=== TRY IT ===
Set down, exactly as written, every line from the top of the records below to the line containing "let notices = use_notices();", both ends included, and no others.
----- INPUT MATERIAL
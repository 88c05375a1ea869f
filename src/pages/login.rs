//! Login page with an admin/customer role selector.
//!
//! SYSTEM CONTEXT
//! ==============
//! Mounted under `PublicRoute`. While the request is in flight the gate shows
//! the loading screen, and on success it redirects to the role's home, so
//! this page only reports failures (through the root notice board, since the
//! form is remounted afterwards).

#[cfg(test)]
#[path = "login_test.rs"]
mod login_test;

use leptos::prelude::*;

use crate::net::types::Role;
use crate::state::notice::{Notice, use_notices};
use crate::state::session::{SessionError, use_session};
use crate::util::task::spawn;

pub(crate) fn validate_login_input(email: &str, password: &str) -> Result<(String, String), &'static str> {
    let email = email.trim();
    if email.is_empty() || password.is_empty() {
        return Err("Enter both email and password.");
    }
    Ok((email.to_owned(), password.to_owned()))
}

pub(crate) fn parse_role(raw: &str) -> Role {
    if raw == Role::Admin.as_str() { Role::Admin } else { Role::Customer }
}

#[component]
pub fn LoginPage() -> impl IntoView {
    let session = use_session();
    let notices = use_notices();
    let email = RwSignal::new(String::new());
    let password = RwSignal::new(String::new());
    let role = RwSignal::new(Role::Customer);
    let info = RwSignal::new(String::new());

    let on_submit = move |ev: leptos::ev::SubmitEvent| {
        ev.prevent_default();
        let (email_value, password_value) = match validate_login_input(&email.get(), &password.get()) {
            Ok(input) => input,
            Err(msg) => {
                info.set(msg.to_owned());
                return;
            }
        };
        info.set(String::new());
        notices.dismiss();
        let session = session.clone();
        let selected = role.get();
        spawn(async move {
            match session.login(&email_value, &password_value, selected).await {
                Ok(()) | Err(SessionError::Superseded) => {}
                Err(e) => notices.show(Notice::error(e.user_message("Login failed"))),
            }
        });
    };

    view! {
        <div class="auth-page">
            <div class="auth-card">
                <h1>"License Manager"</h1>
                <p class="auth-card__subtitle">"Sign in to your account"</p>
                <form class="auth-form" on:submit=on_submit>
                    <label class="auth-label">
                        "Sign in as"
                        <select
                            class="auth-input"
                            prop:value=move || role.get().as_str()
                            on:change=move |ev| role.set(parse_role(&event_target_value(&ev)))
                        >
                            <option value="customer">"Customer"</option>
                            <option value="admin">"Admin"</option>
                        </select>
                    </label>
                    <input
                        class="auth-input"
                        type="email"
                        placeholder="you@example.com"
                        prop:value=move || email.get()
                        on:input=move |ev| email.set(event_target_value(&ev))
                    />
                    <input
                        class="auth-input"
                        type="password"
                        placeholder="Password"
                        prop:value=move || password.get()
                        on:input=move |ev| password.set(event_target_value(&ev))
                    />
                    <button class="btn btn--primary" type="submit">"Sign in"</button>
                </form>
                <Show when=move || !info.get().is_empty()>
                    <p class="auth-card__error">{move || info.get()}</p>
                </Show>
                <Show when=move || role.get() == Role::Customer>
                    <p class="auth-card__footer">
                        "No account yet? " <a href="/signup">"Sign up"</a>
                    </p>
                </Show>
            </div>
        </div>
    }
}
//! Customer subscription history, ordered by assignment date.

#[cfg(test)]
#[path = "customer_history_test.rs"]
mod customer_history_test;

use leptos::prelude::*;

use crate::components::loading::LoadingIndicator;
use crate::net::api::PageRequest;
use crate::net::types::{SortOrder, SubscriptionHistoryItem, SubscriptionHistoryResponse};
use crate::state::remote::Remote;
use crate::state::session::use_session;
use crate::util::format::{format_date, status_class};
use crate::util::task::spawn_fetch;

pub(crate) fn toggle(order: SortOrder) -> SortOrder {
    match order {
        SortOrder::Asc => SortOrder::Desc,
        SortOrder::Desc => SortOrder::Asc,
    }
}

pub(crate) fn sort_label(order: SortOrder) -> &'static str {
    match order {
        SortOrder::Asc => "Oldest first",
        SortOrder::Desc => "Newest first",
    }
}

#[component]
pub fn CustomerHistoryPage() -> impl IntoView {
    let session = use_session();
    let list = RwSignal::new(Remote::<SubscriptionHistoryResponse>::Loading);
    let sort = RwSignal::new(SortOrder::default());

    Effect::new(move || {
        let order = sort.get();
        let window = PageRequest::default();
        let api = session.api().clone();
        spawn_fetch(&session, list, "Failed to fetch subscription history", async move {
            api.subscription_history(window, order).await
        });
    });

    view! {
        <section class="page">
            <h1 class="page__title">"Subscription History"</h1>
            <div class="toolbar">
                <button
                    class="btn btn--secondary"
                    on:click=move |_| sort.update(|s| *s = toggle(*s))
                >
                    {move || sort_label(sort.get())}
                </button>
            </div>
            {move || match list.get() {
                Remote::Loading => view! { <LoadingIndicator/> }.into_any(),
                Remote::Failed(message) => view! { <p class="page__error">{message}</p> }.into_any(),
                Remote::Ready(resp) => history_table(resp.history),
            }}
        </section>
    }
}

fn history_table(items: Vec<SubscriptionHistoryItem>) -> AnyView {
    if items.is_empty() {
        return view! { <p class="page__empty">"No subscription history."</p> }.into_any();
    }
    view! {
        <table class="table">
            <thead>
                <tr><th>"Pack"</th><th>"Status"</th><th>"Assigned"</th><th>"Expires"</th></tr>
            </thead>
            <tbody>
                {items
                    .into_iter()
                    .map(|item| {
                        view! {
                            <tr>
                                <td>{item.pack_name}</td>
                                <td><span class=status_class(item.status)>{item.status.as_str()}</span></td>
                                <td>{format_date(item.assigned_at.as_deref())}</td>
                                <td>{format_date(item.expires_at.as_deref())}</td>
                            </tr>
                        }
                    })
                    .collect_view()}
            </tbody>
        </table>
    }
    .into_any()
}
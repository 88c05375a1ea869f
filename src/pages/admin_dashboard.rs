//! Admin landing page: headline counters and recent activity.

use leptos::prelude::*;

use crate::components::loading::LoadingIndicator;
use crate::net::types::DashboardData;
use crate::state::remote::Remote;
use crate::state::session::use_session;
use crate::util::format::{format_date, format_price};
use crate::util::task::spawn_fetch;

#[component]
pub fn AdminDashboardPage() -> impl IntoView {
    let session = use_session();
    let data = RwSignal::new(Remote::<DashboardData>::Loading);

    let api = session.api().clone();
    spawn_fetch(&session, data, "Failed to fetch dashboard data", async move {
        api.dashboard().await.map(|resp| resp.data)
    });

    view! {
        <section class="page">
            <h1 class="page__title">"Dashboard"</h1>
            {move || match data.get() {
                Remote::Loading => view! { <LoadingIndicator/> }.into_any(),
                Remote::Failed(message) => view! { <p class="page__error">{message}</p> }.into_any(),
                Remote::Ready(stats) => dashboard_body(stats).into_any(),
            }}
        </section>
    }
}

fn dashboard_body(stats: DashboardData) -> impl IntoView {
    let cards = [
        ("Total Customers", stats.total_customers.to_string()),
        ("Active Subscriptions", stats.active_subscriptions.to_string()),
        ("Pending Requests", stats.pending_requests.to_string()),
        ("Total Revenue", format_price(stats.total_revenue)),
    ];
    let activity = stats.recent_activities;
    view! {
        <div class="stats">
            {cards
                .into_iter()
                .map(|(label, value)| {
                    view! {
                        <div class="stat-card">
                            <span class="stat-card__label">{label}</span>
                            <span class="stat-card__value">{value}</span>
                        </div>
                    }
                })
                .collect_view()}
        </div>
        <h2 class="page__subtitle">"Recent Activity"</h2>
        {if activity.is_empty() {
            view! { <p class="page__empty">"No recent activity."</p> }.into_any()
        } else {
            view! {
                <table class="table">
                    <thead>
                        <tr><th>"Type"</th><th>"Customer"</th><th>"Pack"</th><th>"Date"</th></tr>
                    </thead>
                    <tbody>
                        {activity
                            .into_iter()
                            .map(|item| {
                                view! {
                                    <tr>
                                        <td>{item.kind}</td>
                                        <td>{item.customer}</td>
                                        <td>{item.pack}</td>
                                        <td>{format_date(Some(&item.timestamp))}</td>
                                    </tr>
                                }
                            })
                            .collect_view()}
                    </tbody>
                </table>
            }
            .into_any()
        }}
    }
}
----------
=== RESPONSE AREA ===
repository 88c05375a1ea869f
filename src/pages/login.rs
//! Login page with an admin/customer role selector.
//!
//! SYSTEM CONTEXT
//! ==============
//! Mounted under `PublicRoute`. While the request is in flight the gate shows
//! the loading screen, and on success it redirects to the role's home, so
//! this page only reports failures (through the root notice board, since the
//! form is remounted afterwards).

#[cfg(test)]
#[path = "login_test.rs"]
mod login_test;

use leptos::prelude::*;

use crate::net::types::Role;
use crate::state::notice::{Notice, use_notices};
use crate::state::session::{SessionError, use_session};
use crate::util::task::spawn;

pub(crate) fn validate_login_input(email: &str, password: &str) -> Result<(String, String), &'static str> {
    let email = email.trim();
    if email.is_empty() || password.is_empty() {
        return Err("Enter both email and password.");
    }
    Ok((email.to_owned(), password.to_owned()))
}

pub(crate) fn parse_role(raw: &str) -> Role {
    if raw == Role::Admin.as_str() { Role::Admin } else { Role::Customer }
}

#[component]
pub fn LoginPage() -> impl IntoView {
    let session = use_session();
    let notices = use_notices();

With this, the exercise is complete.